4.8. Effect of Termination. Upon termination of this Agreement, Servicer
shall, at the direction of MBIA, promptly deliver all Loan Files, electronic
files, and any related files and correspondence in its possession as are related
to the management of the Loans and the services provided hereunder to the Person
designated by MBIA. All reasonable expenses related to the foregoing shall be
borne by Servicer, except in connection with a termination under Section 2.10 or
4.7, in which case MBIA shall pay such reasonable expenses.
4.9. Limitation or Termination.

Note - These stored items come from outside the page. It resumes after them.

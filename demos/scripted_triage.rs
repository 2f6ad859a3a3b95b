//! Drives the full safety team offline with a scripted model.
//!
//! Run with: `cargo run --example scripted_triage`

use std::collections::VecDeque;
use std::error::Error;
use std::sync::Mutex;

use async_trait::async_trait;
use serde_json::json;
use sitesafe::{
    ChatModel, ModelCompletion, ModelRequest, ModelToolCall, ProviderError, Runner, run_triage,
};

struct ScriptedModel {
    responses: Mutex<VecDeque<Result<ModelCompletion, ProviderError>>>,
}

impl ScriptedModel {
    fn new(responses: Vec<Result<ModelCompletion, ProviderError>>) -> Self {
        Self {
            responses: Mutex::new(VecDeque::from(responses)),
        }
    }
}

#[async_trait]
impl ChatModel for ScriptedModel {
    async fn invoke(&self, _request: ModelRequest<'_>) -> Result<ModelCompletion, ProviderError> {
        let mut guard = self.responses.lock().expect("lock poisoned");
        guard.pop_front().unwrap_or_else(|| {
            Err(ProviderError::Response(
                "scripted model exhausted responses".to_string(),
            ))
        })
    }
}

#[tokio::main]
async fn main() -> Result<(), Box<dyn Error>> {
    tracing_subscriber::fmt()
        .with_max_level(tracing::Level::INFO)
        .init();

    let event_json = json!({
        "video_id": "demo_video_001",
        "safety_status": "HIGH",
        "scene_description": "A worker operating a pallet jack shows signs of distress, \
                              sweating heavily, and nearly collapses.",
        "predictions": {
            "probability": 0.9,
            "incident_type": "Medical Emergency"
        },
        "safety_response": "Provide first aid, move the worker to a cooler area, monitor closely."
    })
    .to_string();

    // Script the triage path: the router hands off to EMS, EMS assesses the
    // scene with its tool, then wraps up.
    let model = ScriptedModel::new(vec![
        Ok(ModelCompletion {
            text: None,
            tool_calls: vec![ModelToolCall {
                id: "call_1".to_string(),
                name: "handoff_to_ems_safety_agent".to_string(),
                arguments: json!({"reason": "worker in medical distress"}),
            }],
            usage: None,
        }),
        Ok(ModelCompletion {
            text: None,
            tool_calls: vec![ModelToolCall {
                id: "call_2".to_string(),
                name: "assess_medical_hazard".to_string(),
                arguments: json!({
                    "description": "Worker sweating heavily, showing confusion, near collapse"
                }),
            }],
            usage: None,
        }),
        Ok(ModelCompletion {
            text: Some(
                "Medical emergency confirmed. 911 dispatched and first aid responder assigned; \
                 monitor the worker until EMS arrives."
                    .to_string(),
            ),
            tool_calls: vec![],
            usage: None,
        }),
    ]);

    let runner = Runner::new(model);
    let result = run_triage(&runner, &event_json).await?;

    println!("Final agent: {}", result.agent_name);
    println!("Output:\n{}\n", result.output);
    println!("{}", runner.tracer().summary());

    Ok(())
}
//! JSON output format for comparison reports
//!
//! `--format json` implementation. Unbounded interval sides and values
//! that could not be computed serialize as `null`.

use crate::comparison::{ComparisonReport, Direction, TTestOutcome};
use crate::types::BenchmarkId;
use serde::{Deserialize, Serialize};
use std::collections::BTreeMap;

/// One tested benchmark
#[derive(Debug, Clone, Serialize, Deserialize)]
pub struct JsonBenchmarkResult {
    /// Display name (`group::name`)
    pub benchmark: String,
    pub group: String,
    pub name: String,
    pub p_value: Option<f64>,
    pub t_statistic: Option<f64>,
    pub degrees_of_freedom: Option<f64>,
    /// Difference in means (first - second), seconds
    pub mean_delta: f64,
    /// `None` when the interval is unbounded below
    pub lower_bound: Option<f64>,
    /// `None` when the interval is unbounded above
    pub upper_bound: Option<f64>,
}

/// Complete comparison report
#[derive(Debug, Clone, Serialize, Deserialize)]
pub struct JsonComparisonReport {
    pub first_label: String,
    pub second_label: String,
    pub alpha: f64,
    pub direction: Direction,
    /// Rendered mismatch / no-overlap notices
    pub notices: Vec<String>,
    pub no_overlap: bool,
    pub significant: Vec<JsonBenchmarkResult>,
    pub not_significant: Vec<JsonBenchmarkResult>,
}

impl JsonBenchmarkResult {
    fn new(id: &BenchmarkId, outcome: &TTestOutcome) -> Self {
        Self {
            benchmark: id.to_string(),
            group: id.group.clone(),
            name: id.name.clone(),
            p_value: finite(outcome.p_value),
            t_statistic: finite(outcome.t_statistic),
            degrees_of_freedom: finite(outcome.degrees_of_freedom),
            mean_delta: outcome.mean_delta,
            lower_bound: finite(outcome.lower_bound),
            upper_bound: finite(outcome.upper_bound),
        }
    }
}

impl From<&ComparisonReport> for JsonComparisonReport {
    fn from(report: &ComparisonReport) -> Self {
        let rows = |outcomes: &BTreeMap<BenchmarkId, TTestOutcome>| {
            outcomes
                .iter()
                .map(|(id, outcome)| JsonBenchmarkResult::new(id, outcome))
                .collect::<Vec<_>>()
        };

        let (significant, not_significant) = match report.partition() {
            Some(partition) => (rows(&partition.significant), rows(&partition.not_significant)),
            None => (Vec::new(), Vec::new()),
        };

        Self {
            first_label: report.first_label.clone(),
            second_label: report.second_label.clone(),
            alpha: report.config.alpha,
            direction: report.config.direction,
            notices: report.notices.iter().map(ToString::to_string).collect(),
            no_overlap: report.is_no_overlap(),
            significant,
            not_significant,
        }
    }
}

impl JsonComparisonReport {
    pub fn to_json(&self) -> serde_json::Result<String> {
        serde_json::to_string_pretty(self)
    }
}

fn finite(value: f64) -> Option<f64> {
    value.is_finite().then_some(value)
}
#![no_main]

use benchsig::comparison::{compare, ComparisonConfig};
use benchsig::report_loader::parse_result_set;
use libfuzzer_sys::fuzz_target;

fuzz_target!(|data: &[u8]| {
    // Parsing arbitrary input must never panic
    if let Ok(input) = std::str::from_utf8(data) {
        if let Ok(result_set) = parse_result_set("fuzz", input) {
            // Comparing a report with itself must not panic either
            let report = compare(&result_set, &result_set, &ComparisonConfig::default());
            let _ = report.to_report_string();
        }
    }
});
// Benchmark matching between two result sets
//
// Only benchmarks present in both sets are compared. Benchmarks found in
// just one set are reported as notices; an empty intersection ends the
// comparison without running any test.

use crate::types::{BenchmarkId, ResultSet};
use std::collections::BTreeSet;
use std::fmt;

/// Non-fatal observation made while matching two result sets
#[derive(Debug, Clone, PartialEq, Eq)]
pub enum MatchNotice {
    /// Benchmarks present in `present_in` but absent from `absent_from`
    MissingBenchmarks {
        present_in: String,
        absent_from: String,
        benchmarks: Vec<BenchmarkId>,
    },

    /// The two result sets share no benchmark
    NoOverlap { first: String, second: String },
}

impl fmt::Display for MatchNotice {
    fn fmt(&self, f: &mut fmt::Formatter<'_>) -> fmt::Result {
        match self {
            MatchNotice::MissingBenchmarks {
                present_in,
                absent_from,
                benchmarks,
            } => {
                write!(
                    f,
                    "Found following benchmarks in {} but not in {}.",
                    present_in, absent_from
                )?;
                for id in benchmarks {
                    write!(f, "\n\t{}", id)?;
                }
                Ok(())
            }
            MatchNotice::NoOverlap { first, second } => write!(
                f,
                "Benchmark results in {} and {} have no intersection.",
                first, second
            ),
        }
    }
}

/// Set structure of two result sets' benchmark ids
#[derive(Debug, Clone, PartialEq, Eq)]
pub struct BenchmarkMatch {
    pub only_first: BTreeSet<BenchmarkId>,
    pub only_second: BTreeSet<BenchmarkId>,
    pub both: BTreeSet<BenchmarkId>,
}

impl BenchmarkMatch {
    pub fn has_overlap(&self) -> bool {
        !self.both.is_empty()
    }
}

/// Split the ids of two result sets into first-only, second-only and shared
pub fn match_benchmarks(first: &ResultSet, second: &ResultSet) -> BenchmarkMatch {
    let first_ids = first.ids();
    let second_ids = second.ids();

    BenchmarkMatch {
        only_first: first_ids.difference(&second_ids).cloned().collect(),
        only_second: second_ids.difference(&first_ids).cloned().collect(),
        both: first_ids.intersection(&second_ids).cloned().collect(),
    }
}

/// Notices describing a match, in emission order
///
/// One notice per non-empty one-sided set (first-only before second-only),
/// then a no-overlap notice if nothing is shared. Benchmarks are listed in
/// `(group, name)` order.
pub fn match_notices(
    first: &ResultSet,
    second: &ResultSet,
    matched: &BenchmarkMatch,
) -> Vec<MatchNotice> {
    let mut notices = Vec::new();

    if !matched.only_first.is_empty() {
        notices.push(MatchNotice::MissingBenchmarks {
            present_in: first.label().to_string(),
            absent_from: second.label().to_string(),
            benchmarks: matched.only_first.iter().cloned().collect(),
        });
    }

    if !matched.only_second.is_empty() {
        notices.push(MatchNotice::MissingBenchmarks {
            present_in: second.label().to_string(),
            absent_from: first.label().to_string(),
            benchmarks: matched.only_second.iter().cloned().collect(),
        });
    }

    if !matched.has_overlap() {
        notices.push(MatchNotice::NoOverlap {
            first: first.label().to_string(),
            second: second.label().to_string(),
        });
    }

    for notice in &notices {
        tracing::warn!("{}", notice);
    }

    notices
}
// Significance verdict and report rendering
//
// Ties the comparison together: match the two result sets, test every
// shared benchmark, split the outcomes at alpha and render the result as
// fixed-width text blocks.

use crate::comparison::config::ComparisonConfig;
use crate::comparison::matcher::{match_benchmarks, match_notices, MatchNotice};
use crate::comparison::statistics::{welch_ttest, TTestOutcome};
use crate::types::{BenchmarkId, ResultSet};
use std::collections::BTreeMap;

/// Outcomes split by significance at a given alpha
#[derive(Debug, Clone, Default, PartialEq)]
pub struct SignificancePartition {
    /// Benchmarks with `p < alpha`
    pub significant: BTreeMap<BenchmarkId, TTestOutcome>,

    /// Every other tested benchmark, including degenerate ones
    pub not_significant: BTreeMap<BenchmarkId, TTestOutcome>,
}

impl SignificancePartition {
    pub fn len(&self) -> usize {
        self.significant.len() + self.not_significant.len()
    }

    pub fn is_empty(&self) -> bool {
        self.len() == 0
    }
}

/// Terminal state of a comparison
#[derive(Debug, Clone, PartialEq)]
pub enum ComparisonVerdict {
    /// The result sets share no benchmark; nothing was tested
    NoOverlap,

    /// Every shared benchmark was tested and classified
    Tested(SignificancePartition),
}

/// Structured result of comparing two result sets
#[derive(Debug, Clone, PartialEq)]
pub struct ComparisonReport {
    pub first_label: String,
    pub second_label: String,
    pub config: ComparisonConfig,

    /// Mismatch and no-overlap notices, in emission order
    pub notices: Vec<MatchNotice>,

    pub verdict: ComparisonVerdict,
}

/// Split outcomes into significant (`p < alpha`) and not significant
pub fn classify(
    outcomes: BTreeMap<BenchmarkId, TTestOutcome>,
    alpha: f64,
) -> SignificancePartition {
    let mut partition = SignificancePartition::default();

    for (id, outcome) in outcomes {
        if outcome.is_significant(alpha) {
            partition.significant.insert(id, outcome);
        } else {
            partition.not_significant.insert(id, outcome);
        }
    }

    partition
}

/// Compare `first` against `second` under `config`
///
/// `config` must already be validated.
///
/// # Example
/// ```
/// use benchsig::comparison::{compare, ComparisonConfig, ComparisonVerdict};
/// use benchsig::types::{BenchmarkId, BenchmarkStats, ResultSet};
///
/// let id = BenchmarkId::new("decode", "small");
/// let first = ResultSet::new("branch")
///     .with(id.clone(), BenchmarkStats::new(1.0, 0.1, 30).unwrap())
///     .unwrap();
/// let second = ResultSet::new("main")
///     .with(id.clone(), BenchmarkStats::new(1.5, 0.1, 30).unwrap())
///     .unwrap();
///
/// let report = compare(&first, &second, &ComparisonConfig::default());
/// match report.verdict {
///     ComparisonVerdict::Tested(partition) => assert!(partition.significant.contains_key(&id)),
///     ComparisonVerdict::NoOverlap => unreachable!(),
/// }
/// ```
pub fn compare(
    first: &ResultSet,
    second: &ResultSet,
    config: &ComparisonConfig,
) -> ComparisonReport {
    let matched = match_benchmarks(first, second);
    let notices = match_notices(first, second, &matched);

    let verdict = if matched.has_overlap() {
        let mut outcomes = BTreeMap::new();
        // `both` is the intersection of the two key sets, so every id has
        // stats on each side
        let pairs = matched
            .both
            .into_iter()
            .filter_map(|id| Some((first.get(&id).zip(second.get(&id))?, id)));
        for ((stat1, stat2), id) in pairs {
            let outcome = welch_ttest(stat1, stat2, config.alpha, config.direction);
            if outcome.is_degenerate() {
                tracing::warn!(
                    "Welch's t-test for {} is degenerate (p-value {}); treating as not significant",
                    id,
                    outcome.p_value
                );
            }
            outcomes.insert(id, outcome);
        }

        ComparisonVerdict::Tested(classify(outcomes, config.alpha))
    } else {
        ComparisonVerdict::NoOverlap
    };

    ComparisonReport {
        first_label: first.label().to_string(),
        second_label: second.label().to_string(),
        config: *config,
        notices,
        verdict,
    }
}

impl ComparisonReport {
    pub fn partition(&self) -> Option<&SignificancePartition> {
        match &self.verdict {
            ComparisonVerdict::Tested(partition) => Some(partition),
            ComparisonVerdict::NoOverlap => None,
        }
    }

    pub fn is_no_overlap(&self) -> bool {
        matches!(self.verdict, ComparisonVerdict::NoOverlap)
    }

    /// Benchmarks whose p-value could not be computed
    pub fn degenerate(&self) -> Vec<&BenchmarkId> {
        let Some(partition) = self.partition() else {
            return Vec::new();
        };

        let mut ids: Vec<&BenchmarkId> = partition
            .significant
            .iter()
            .chain(partition.not_significant.iter())
            .filter(|(_, outcome)| outcome.is_degenerate())
            .map(|(id, _)| id)
            .collect();
        ids.sort();
        ids
    }

    /// Rendered report blocks: not significant first, then significant
    ///
    /// Empty partitions produce no block.
    pub fn blocks(&self) -> Vec<String> {
        let Some(partition) = self.partition() else {
            return Vec::new();
        };

        let mut blocks = Vec::new();
        if !partition.not_significant.is_empty() {
            blocks.push(self.render_block(false, &partition.not_significant));
        }
        if !partition.significant.is_empty() {
            blocks.push(self.render_block(true, &partition.significant));
        }
        blocks
    }

    /// Generate human-readable report
    pub fn to_report_string(&self) -> String {
        let mut report = String::new();
        for block in self.blocks() {
            report.push_str(&block);
            report.push('\n');
        }
        report
    }

    fn render_block(
        &self,
        significant: bool,
        outcomes: &BTreeMap<BenchmarkId, TTestOutcome>,
    ) -> String {
        let order = self.config.direction.as_str();
        let mut block = if significant {
            format!(
                "The following benchmark results show that {} is statistically significant {} than {}.",
                self.first_label, order, self.second_label
            )
        } else {
            format!(
                "The following benchmark results does NOT show that {} is statistically significant {} than {}.",
                self.first_label, order, self.second_label
            )
        };

        block.push('\n');
        block.push_str(&table_row(
            "Benchmark test (group::name)",
            "Mean delta in second",
            &format!(
                "{}% confidence interval of mean delta",
                format_percent(self.config.confidence_percent())
            ),
        ));

        // BTreeMap iteration is already (group, name) order
        for (id, outcome) in outcomes {
            block.push('\n');
            block.push_str(&table_row(
                &id.to_string(),
                &format!("{:.5}", outcome.mean_delta),
                &format!(
                    "({}, {})",
                    format_bound(outcome.lower_bound),
                    format_bound(outcome.upper_bound)
                ),
            ));
        }

        block
    }
}

fn table_row(benchmark: &str, mean_delta: &str, interval: &str) -> String {
    format!("\t{:55}{:25}{:40}", benchmark, mean_delta, interval)
        .trim_end()
        .to_string()
}

/// Format an interval bound: 5 decimals, or `inf` / `-inf` / `nan`
pub fn format_bound(value: f64) -> String {
    if value.is_nan() {
        "nan".to_string()
    } else if value == f64::INFINITY {
        "inf".to_string()
    } else if value == f64::NEG_INFINITY {
        "-inf".to_string()
    } else {
        format!("{:.5}", value)
    }
}

fn format_percent(percent: f64) -> String {
    format!("{}", (percent * 1e6).round() / 1e6)
}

Notwithstanding any provision in the
Purchase Agreement or the Master Transfer Agreement, including without
limitation the occurrence of an Event of Termination or Re-Xxxxxxx Trigger Event
thereunder, or the exercise of any rights pursuant thereto, the Servicer shall
not be terminated and this Agreement shall not be terminated except (i) as
permitted pursuant to Sections 4.2 or 2.10 hereof, or (ii) upon payment to
Servicer of the Termination Penalty. Collection Agent shall have no right or
power to terminate this Agreement or to terminate the Servicer.
ARTICLE V
MISCELLANEOUS PROVISIONS
5.1. Amendments. This Agreement may only be amended by mutual written
consent of the parties hereto, and by Purchaser and Agent.
5.2. Waivers. The provisions of this Agreement may only be waived by
written consent of the parties hereto. The failure of any party at any time to
require performance by the other of any provision of this Agreement shall in no
way affect that party's right to enforce such provision, nor shall the waiver by
any party of any breach of any provision of this Agreement be deemed or held to
be a waiver of any further breach of the same provision or any other provision.
5.3. Notices.
(a) All notices, requests and other communications provided for
hereunder shall be in writing (including, unless the context expressly otherwise
provides, by facsimile transmission, provided, that, any matter transmitted by
facsimile (i) shall be immediately confirmed by a telephone call to the
recipient, and (ii) shall be followed promptly by a hard copy original thereof)
and mailed, faxed, telecopied or delivered, to the address or facsimile number
set forth below; or, as to Servicer, Collection Agent, Purchaser, MBIA or Agent,
to such other address as shall be designated by such party in a written notice
to the other parties, and as directed to each other party, at such other address
as shall be designated by such party in a written notice to Servicer, Collection
Agent, Purchaser, MBIA or Agent.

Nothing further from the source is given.